Work task: Across the entries, count the lines that include "extractors" and report only that number.

───── Data for processing

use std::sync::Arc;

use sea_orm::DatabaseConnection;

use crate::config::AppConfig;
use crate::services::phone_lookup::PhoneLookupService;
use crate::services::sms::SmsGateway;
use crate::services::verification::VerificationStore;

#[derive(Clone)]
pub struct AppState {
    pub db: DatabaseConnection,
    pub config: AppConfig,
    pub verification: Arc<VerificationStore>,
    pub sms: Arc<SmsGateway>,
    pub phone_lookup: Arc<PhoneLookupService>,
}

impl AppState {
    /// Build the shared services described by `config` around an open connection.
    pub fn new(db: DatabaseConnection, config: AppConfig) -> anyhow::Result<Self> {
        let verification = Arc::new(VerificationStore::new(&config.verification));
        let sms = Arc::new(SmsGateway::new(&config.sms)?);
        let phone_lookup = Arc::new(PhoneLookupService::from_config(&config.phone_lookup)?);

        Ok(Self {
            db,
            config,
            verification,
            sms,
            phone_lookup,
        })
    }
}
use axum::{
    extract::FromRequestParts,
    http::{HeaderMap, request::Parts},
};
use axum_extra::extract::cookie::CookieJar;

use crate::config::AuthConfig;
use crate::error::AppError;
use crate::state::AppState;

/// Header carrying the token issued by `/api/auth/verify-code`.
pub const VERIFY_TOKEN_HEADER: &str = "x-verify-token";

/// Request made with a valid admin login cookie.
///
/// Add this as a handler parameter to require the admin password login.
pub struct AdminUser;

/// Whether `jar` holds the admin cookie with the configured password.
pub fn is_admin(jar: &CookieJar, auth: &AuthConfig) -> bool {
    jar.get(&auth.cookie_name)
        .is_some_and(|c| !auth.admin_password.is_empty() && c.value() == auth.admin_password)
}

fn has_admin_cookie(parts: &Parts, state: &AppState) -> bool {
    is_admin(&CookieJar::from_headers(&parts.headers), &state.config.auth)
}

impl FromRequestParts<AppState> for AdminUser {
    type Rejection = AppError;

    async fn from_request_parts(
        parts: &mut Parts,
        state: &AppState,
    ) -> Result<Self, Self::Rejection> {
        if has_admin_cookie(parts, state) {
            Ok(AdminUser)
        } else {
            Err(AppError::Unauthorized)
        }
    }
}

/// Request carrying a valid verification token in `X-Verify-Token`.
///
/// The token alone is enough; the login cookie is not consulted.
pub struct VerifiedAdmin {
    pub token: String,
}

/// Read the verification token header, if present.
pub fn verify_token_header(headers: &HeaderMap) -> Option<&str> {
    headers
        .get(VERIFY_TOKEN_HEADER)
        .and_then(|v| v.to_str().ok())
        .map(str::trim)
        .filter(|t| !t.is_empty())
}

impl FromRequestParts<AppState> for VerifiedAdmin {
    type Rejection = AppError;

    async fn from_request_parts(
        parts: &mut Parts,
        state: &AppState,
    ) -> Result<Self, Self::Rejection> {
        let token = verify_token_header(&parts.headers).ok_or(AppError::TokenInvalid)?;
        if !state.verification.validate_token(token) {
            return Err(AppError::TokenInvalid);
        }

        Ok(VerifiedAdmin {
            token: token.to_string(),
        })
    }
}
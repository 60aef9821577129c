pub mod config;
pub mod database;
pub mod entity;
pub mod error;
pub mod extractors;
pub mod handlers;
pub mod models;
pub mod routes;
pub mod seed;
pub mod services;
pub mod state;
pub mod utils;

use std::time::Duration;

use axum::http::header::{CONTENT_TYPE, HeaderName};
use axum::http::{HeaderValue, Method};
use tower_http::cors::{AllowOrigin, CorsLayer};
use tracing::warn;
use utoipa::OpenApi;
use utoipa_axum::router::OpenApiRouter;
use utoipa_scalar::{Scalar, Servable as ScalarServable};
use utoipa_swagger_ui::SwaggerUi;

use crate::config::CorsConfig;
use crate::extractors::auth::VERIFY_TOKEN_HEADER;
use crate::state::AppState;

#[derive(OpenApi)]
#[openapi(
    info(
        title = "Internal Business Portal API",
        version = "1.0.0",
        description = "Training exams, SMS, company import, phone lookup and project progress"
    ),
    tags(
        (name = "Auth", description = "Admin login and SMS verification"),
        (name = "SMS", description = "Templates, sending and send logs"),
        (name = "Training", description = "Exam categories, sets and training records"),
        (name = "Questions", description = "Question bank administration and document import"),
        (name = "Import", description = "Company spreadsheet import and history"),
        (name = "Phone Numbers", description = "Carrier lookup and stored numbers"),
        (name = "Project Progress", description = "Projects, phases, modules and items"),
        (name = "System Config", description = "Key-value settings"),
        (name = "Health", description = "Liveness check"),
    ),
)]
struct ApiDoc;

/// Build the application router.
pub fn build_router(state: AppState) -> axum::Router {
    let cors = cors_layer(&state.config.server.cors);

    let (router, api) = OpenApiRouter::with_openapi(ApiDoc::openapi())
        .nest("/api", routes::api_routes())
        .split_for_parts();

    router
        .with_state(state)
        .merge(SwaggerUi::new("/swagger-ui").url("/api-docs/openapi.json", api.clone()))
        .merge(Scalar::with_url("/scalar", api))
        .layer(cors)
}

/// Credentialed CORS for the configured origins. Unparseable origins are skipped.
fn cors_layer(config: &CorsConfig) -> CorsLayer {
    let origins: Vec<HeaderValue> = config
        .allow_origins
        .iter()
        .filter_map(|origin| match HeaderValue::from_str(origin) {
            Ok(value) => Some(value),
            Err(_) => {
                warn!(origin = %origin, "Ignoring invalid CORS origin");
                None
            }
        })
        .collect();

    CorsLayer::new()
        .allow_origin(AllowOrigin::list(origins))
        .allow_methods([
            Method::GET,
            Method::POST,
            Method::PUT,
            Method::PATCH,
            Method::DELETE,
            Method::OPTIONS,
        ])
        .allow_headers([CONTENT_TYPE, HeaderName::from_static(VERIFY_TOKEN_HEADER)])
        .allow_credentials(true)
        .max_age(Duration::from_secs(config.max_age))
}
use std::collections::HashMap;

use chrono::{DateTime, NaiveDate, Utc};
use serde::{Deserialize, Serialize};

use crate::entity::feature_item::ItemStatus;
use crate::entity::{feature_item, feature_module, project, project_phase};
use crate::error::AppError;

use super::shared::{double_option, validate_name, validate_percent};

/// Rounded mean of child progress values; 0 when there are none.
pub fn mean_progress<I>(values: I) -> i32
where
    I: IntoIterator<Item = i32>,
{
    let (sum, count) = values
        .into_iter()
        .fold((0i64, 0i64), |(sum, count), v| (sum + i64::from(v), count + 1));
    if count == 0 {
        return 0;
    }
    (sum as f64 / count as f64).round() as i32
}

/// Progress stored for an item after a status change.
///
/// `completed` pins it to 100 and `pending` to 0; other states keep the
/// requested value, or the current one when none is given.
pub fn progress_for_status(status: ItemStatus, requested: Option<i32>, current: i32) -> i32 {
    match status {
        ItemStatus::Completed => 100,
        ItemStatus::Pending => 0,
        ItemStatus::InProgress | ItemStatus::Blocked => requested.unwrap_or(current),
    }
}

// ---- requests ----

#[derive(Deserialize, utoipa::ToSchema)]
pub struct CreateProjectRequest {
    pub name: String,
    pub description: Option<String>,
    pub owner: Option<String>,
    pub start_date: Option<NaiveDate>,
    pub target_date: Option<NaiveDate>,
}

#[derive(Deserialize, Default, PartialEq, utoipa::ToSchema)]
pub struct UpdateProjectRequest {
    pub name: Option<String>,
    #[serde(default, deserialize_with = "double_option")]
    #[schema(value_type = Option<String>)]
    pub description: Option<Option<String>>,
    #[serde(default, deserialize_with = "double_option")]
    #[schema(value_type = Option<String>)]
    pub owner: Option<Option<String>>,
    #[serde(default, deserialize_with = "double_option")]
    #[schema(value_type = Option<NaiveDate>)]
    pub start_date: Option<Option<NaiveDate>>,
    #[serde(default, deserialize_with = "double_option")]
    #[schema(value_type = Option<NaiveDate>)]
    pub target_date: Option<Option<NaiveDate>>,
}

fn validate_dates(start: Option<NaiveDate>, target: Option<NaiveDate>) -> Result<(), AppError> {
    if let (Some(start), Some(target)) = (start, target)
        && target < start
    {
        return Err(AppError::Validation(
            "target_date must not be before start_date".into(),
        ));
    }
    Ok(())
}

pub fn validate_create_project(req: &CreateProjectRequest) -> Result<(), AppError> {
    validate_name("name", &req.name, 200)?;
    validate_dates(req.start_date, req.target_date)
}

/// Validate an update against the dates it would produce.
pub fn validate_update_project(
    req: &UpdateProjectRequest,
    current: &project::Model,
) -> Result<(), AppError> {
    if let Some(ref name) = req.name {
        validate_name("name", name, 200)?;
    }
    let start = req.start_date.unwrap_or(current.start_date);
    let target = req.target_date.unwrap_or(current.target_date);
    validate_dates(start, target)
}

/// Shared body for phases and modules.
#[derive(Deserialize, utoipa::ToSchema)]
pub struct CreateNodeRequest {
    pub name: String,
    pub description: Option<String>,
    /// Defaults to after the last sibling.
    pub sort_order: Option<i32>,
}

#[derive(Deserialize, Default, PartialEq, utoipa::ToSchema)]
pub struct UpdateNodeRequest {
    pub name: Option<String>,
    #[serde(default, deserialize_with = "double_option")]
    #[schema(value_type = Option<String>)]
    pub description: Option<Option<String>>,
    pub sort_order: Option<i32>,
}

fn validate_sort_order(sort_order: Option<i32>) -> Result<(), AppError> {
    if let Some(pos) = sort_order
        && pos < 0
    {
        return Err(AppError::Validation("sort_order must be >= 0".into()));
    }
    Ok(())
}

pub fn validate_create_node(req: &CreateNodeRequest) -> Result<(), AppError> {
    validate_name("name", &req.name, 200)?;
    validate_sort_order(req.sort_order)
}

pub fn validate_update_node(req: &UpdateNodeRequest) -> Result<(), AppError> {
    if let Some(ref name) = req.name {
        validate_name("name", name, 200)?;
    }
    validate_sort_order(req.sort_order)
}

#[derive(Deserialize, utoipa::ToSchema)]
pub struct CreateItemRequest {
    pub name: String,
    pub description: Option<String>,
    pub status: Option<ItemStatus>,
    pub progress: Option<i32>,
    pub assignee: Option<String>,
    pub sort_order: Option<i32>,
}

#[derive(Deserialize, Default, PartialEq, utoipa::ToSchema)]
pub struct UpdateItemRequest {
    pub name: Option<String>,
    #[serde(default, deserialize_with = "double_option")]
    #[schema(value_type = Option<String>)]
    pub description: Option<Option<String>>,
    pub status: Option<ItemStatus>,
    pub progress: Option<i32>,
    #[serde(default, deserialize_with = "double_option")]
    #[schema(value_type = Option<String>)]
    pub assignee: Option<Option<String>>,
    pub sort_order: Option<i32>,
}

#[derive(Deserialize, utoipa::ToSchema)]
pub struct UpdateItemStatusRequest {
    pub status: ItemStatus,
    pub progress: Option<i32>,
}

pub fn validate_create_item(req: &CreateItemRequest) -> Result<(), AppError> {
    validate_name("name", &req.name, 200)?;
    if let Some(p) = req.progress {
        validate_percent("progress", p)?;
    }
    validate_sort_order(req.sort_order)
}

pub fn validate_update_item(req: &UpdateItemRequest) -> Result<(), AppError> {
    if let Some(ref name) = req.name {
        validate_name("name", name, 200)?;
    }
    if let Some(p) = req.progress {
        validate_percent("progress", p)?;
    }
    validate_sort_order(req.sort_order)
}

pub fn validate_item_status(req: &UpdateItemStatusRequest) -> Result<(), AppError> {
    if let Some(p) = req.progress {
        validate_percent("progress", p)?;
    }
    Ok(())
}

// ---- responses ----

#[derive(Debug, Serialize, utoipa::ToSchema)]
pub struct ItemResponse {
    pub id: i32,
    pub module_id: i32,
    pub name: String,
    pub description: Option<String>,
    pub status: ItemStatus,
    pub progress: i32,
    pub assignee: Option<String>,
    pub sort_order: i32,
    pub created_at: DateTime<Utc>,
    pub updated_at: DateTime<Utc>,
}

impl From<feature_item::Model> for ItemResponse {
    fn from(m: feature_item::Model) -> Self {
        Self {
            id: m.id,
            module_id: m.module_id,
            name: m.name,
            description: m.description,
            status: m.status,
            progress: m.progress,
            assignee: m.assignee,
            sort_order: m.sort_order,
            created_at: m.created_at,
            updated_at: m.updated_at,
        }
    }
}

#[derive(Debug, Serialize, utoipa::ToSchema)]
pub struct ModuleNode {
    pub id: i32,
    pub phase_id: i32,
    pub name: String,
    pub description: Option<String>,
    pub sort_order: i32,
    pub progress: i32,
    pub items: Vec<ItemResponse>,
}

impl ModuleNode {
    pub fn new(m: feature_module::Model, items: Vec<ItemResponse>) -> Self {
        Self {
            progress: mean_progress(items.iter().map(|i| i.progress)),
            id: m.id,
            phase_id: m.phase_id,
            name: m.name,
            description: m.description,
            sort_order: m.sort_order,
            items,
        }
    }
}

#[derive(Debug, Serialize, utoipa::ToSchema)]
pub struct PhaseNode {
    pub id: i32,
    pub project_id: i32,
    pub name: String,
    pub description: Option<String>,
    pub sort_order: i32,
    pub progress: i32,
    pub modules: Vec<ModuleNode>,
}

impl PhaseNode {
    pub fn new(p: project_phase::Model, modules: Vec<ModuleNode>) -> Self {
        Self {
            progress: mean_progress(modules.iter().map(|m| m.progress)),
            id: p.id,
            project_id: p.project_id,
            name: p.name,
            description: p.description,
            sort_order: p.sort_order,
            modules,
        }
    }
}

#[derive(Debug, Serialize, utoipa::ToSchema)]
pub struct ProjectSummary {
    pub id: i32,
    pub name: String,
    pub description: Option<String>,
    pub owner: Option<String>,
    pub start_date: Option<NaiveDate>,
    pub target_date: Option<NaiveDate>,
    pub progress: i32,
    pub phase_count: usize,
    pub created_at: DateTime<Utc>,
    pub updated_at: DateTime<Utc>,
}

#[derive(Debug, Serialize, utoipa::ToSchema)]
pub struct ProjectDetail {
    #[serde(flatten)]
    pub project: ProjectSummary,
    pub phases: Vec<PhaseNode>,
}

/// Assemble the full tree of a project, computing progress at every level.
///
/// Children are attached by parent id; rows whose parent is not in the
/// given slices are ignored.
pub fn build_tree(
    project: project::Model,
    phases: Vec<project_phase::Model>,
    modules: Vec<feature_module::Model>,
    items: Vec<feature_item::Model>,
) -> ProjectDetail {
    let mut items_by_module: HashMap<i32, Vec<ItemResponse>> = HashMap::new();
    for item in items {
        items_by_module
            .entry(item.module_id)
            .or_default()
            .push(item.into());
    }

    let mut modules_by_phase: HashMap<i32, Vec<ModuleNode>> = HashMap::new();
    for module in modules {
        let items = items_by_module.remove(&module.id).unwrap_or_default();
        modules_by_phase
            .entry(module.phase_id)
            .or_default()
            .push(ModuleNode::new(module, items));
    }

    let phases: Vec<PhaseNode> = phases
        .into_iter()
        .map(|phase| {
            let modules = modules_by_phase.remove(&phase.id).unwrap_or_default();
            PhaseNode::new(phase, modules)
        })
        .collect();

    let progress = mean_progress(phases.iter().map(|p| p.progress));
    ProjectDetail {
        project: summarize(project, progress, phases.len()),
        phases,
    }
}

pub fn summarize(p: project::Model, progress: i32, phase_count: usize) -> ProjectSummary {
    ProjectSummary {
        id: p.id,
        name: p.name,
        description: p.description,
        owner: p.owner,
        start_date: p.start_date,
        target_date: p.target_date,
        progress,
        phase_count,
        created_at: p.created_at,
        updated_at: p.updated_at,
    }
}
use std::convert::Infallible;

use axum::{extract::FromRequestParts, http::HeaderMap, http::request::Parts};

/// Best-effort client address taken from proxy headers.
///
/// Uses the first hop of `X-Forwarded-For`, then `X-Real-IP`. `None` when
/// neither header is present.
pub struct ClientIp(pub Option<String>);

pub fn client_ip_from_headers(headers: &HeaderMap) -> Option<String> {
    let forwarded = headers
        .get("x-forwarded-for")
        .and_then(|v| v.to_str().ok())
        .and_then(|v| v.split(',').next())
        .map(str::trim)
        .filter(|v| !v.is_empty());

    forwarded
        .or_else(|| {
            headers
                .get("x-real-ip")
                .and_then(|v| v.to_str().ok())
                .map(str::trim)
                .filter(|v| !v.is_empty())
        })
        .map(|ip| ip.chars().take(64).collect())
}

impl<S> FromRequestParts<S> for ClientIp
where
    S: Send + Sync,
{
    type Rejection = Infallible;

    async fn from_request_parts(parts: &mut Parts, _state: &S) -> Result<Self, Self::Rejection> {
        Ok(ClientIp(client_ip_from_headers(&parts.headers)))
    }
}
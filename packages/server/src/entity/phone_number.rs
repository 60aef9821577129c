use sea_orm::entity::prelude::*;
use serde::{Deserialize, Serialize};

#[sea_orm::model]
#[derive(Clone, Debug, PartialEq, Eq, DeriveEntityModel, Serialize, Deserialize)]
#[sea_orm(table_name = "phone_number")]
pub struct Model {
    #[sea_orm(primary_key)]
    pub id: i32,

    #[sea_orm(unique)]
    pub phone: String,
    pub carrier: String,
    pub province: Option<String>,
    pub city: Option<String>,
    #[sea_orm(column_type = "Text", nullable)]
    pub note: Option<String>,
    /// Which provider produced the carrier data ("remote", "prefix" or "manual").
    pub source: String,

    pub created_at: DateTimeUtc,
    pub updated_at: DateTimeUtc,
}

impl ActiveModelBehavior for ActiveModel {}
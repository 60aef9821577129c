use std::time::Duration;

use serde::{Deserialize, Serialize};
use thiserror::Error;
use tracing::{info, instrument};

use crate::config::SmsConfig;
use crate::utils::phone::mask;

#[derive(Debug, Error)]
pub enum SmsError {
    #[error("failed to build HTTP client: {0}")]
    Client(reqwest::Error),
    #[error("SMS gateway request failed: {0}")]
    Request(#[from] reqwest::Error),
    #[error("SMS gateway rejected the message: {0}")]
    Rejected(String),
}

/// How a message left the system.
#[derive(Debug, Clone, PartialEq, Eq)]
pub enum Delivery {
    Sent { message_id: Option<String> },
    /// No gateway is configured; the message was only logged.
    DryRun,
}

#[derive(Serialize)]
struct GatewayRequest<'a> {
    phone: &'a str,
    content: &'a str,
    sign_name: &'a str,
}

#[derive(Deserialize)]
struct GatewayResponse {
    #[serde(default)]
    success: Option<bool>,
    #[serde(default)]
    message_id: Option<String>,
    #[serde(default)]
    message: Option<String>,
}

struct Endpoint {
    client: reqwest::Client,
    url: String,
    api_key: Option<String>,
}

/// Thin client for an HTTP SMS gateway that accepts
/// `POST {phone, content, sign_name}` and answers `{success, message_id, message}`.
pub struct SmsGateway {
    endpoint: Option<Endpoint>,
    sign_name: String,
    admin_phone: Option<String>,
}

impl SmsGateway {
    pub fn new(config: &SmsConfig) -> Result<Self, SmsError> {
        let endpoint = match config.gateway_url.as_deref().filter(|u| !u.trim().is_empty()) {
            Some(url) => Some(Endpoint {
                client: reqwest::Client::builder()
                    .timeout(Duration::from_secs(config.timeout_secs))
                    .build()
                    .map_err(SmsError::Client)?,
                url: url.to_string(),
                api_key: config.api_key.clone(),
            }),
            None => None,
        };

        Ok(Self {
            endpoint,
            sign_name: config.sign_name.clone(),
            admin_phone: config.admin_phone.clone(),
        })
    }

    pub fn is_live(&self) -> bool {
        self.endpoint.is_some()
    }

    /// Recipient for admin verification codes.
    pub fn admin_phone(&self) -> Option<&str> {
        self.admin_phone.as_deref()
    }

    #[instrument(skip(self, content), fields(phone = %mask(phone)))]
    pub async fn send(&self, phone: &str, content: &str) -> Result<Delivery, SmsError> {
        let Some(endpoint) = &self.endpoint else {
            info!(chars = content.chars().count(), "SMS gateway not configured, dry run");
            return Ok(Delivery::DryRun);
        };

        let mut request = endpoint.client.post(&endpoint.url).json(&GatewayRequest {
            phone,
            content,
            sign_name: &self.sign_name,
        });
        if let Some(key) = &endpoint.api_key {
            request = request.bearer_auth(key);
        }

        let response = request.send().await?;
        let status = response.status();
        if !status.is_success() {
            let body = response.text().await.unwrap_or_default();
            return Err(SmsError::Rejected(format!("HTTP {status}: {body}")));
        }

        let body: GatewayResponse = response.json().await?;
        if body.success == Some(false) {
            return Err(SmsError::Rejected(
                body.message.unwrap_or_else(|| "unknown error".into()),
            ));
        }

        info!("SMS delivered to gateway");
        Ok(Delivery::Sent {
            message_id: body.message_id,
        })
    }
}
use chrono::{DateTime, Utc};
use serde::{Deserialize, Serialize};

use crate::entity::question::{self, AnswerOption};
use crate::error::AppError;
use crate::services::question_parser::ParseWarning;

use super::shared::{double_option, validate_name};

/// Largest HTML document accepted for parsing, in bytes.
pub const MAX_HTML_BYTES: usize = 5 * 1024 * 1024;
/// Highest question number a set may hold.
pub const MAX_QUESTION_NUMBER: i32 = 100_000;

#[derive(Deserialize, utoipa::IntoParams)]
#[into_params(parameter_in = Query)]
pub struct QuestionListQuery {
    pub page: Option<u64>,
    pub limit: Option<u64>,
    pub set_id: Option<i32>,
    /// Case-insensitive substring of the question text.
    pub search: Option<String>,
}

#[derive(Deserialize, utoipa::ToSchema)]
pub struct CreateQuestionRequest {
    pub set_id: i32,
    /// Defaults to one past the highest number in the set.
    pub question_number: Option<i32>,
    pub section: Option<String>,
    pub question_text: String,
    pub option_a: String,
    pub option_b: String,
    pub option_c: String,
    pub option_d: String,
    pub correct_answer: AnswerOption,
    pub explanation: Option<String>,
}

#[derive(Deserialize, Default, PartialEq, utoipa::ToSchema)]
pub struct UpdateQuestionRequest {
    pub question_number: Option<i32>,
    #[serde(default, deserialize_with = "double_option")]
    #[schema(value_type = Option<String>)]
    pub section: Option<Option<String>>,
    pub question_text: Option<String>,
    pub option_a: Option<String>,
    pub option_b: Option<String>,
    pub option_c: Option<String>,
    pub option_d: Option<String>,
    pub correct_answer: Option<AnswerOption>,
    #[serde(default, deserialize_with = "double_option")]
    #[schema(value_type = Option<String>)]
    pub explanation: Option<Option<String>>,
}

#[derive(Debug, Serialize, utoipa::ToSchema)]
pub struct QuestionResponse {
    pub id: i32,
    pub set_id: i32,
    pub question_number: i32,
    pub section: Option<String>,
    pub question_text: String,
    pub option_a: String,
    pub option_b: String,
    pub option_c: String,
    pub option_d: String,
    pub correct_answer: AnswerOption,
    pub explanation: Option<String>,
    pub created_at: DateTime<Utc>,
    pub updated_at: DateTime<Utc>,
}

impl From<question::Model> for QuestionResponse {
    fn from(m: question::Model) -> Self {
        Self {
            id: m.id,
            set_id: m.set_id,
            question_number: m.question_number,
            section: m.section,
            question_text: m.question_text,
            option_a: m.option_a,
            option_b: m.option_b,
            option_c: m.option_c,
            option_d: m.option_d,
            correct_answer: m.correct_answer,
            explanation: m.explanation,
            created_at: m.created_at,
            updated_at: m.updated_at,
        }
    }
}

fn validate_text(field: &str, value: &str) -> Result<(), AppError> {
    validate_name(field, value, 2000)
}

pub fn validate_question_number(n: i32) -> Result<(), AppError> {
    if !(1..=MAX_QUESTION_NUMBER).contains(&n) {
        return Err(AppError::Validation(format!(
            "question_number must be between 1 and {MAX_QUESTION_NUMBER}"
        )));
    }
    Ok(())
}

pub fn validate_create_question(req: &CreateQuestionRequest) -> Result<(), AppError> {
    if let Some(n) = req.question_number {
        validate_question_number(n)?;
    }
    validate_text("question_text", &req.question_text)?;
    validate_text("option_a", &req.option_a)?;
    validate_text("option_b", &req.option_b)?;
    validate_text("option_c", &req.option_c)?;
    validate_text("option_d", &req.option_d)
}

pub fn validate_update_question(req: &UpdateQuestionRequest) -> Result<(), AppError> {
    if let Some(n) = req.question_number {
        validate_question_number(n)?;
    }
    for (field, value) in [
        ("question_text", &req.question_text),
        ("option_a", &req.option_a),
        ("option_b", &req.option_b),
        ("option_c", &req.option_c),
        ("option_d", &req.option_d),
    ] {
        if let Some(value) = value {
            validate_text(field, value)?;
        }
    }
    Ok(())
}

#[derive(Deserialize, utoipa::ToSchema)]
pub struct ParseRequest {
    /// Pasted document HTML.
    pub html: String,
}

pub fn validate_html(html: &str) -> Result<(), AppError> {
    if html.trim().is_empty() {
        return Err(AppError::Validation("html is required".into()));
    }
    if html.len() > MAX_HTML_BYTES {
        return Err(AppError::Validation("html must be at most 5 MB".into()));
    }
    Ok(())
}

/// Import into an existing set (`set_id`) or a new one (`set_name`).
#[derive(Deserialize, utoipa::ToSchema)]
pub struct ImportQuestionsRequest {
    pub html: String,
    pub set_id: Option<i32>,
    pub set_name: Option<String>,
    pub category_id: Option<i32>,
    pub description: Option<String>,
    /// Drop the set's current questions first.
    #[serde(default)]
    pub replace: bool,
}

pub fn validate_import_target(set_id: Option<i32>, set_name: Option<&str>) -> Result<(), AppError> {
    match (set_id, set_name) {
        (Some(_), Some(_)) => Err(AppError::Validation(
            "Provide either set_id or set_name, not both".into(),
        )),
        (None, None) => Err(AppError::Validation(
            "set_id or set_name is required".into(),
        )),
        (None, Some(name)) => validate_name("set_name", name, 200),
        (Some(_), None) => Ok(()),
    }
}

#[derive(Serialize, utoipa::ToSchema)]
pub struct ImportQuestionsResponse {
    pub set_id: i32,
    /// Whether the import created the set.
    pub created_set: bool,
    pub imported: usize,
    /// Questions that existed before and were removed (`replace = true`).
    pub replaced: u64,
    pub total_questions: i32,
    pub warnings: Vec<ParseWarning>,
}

──────────

Answer to the exercise: 2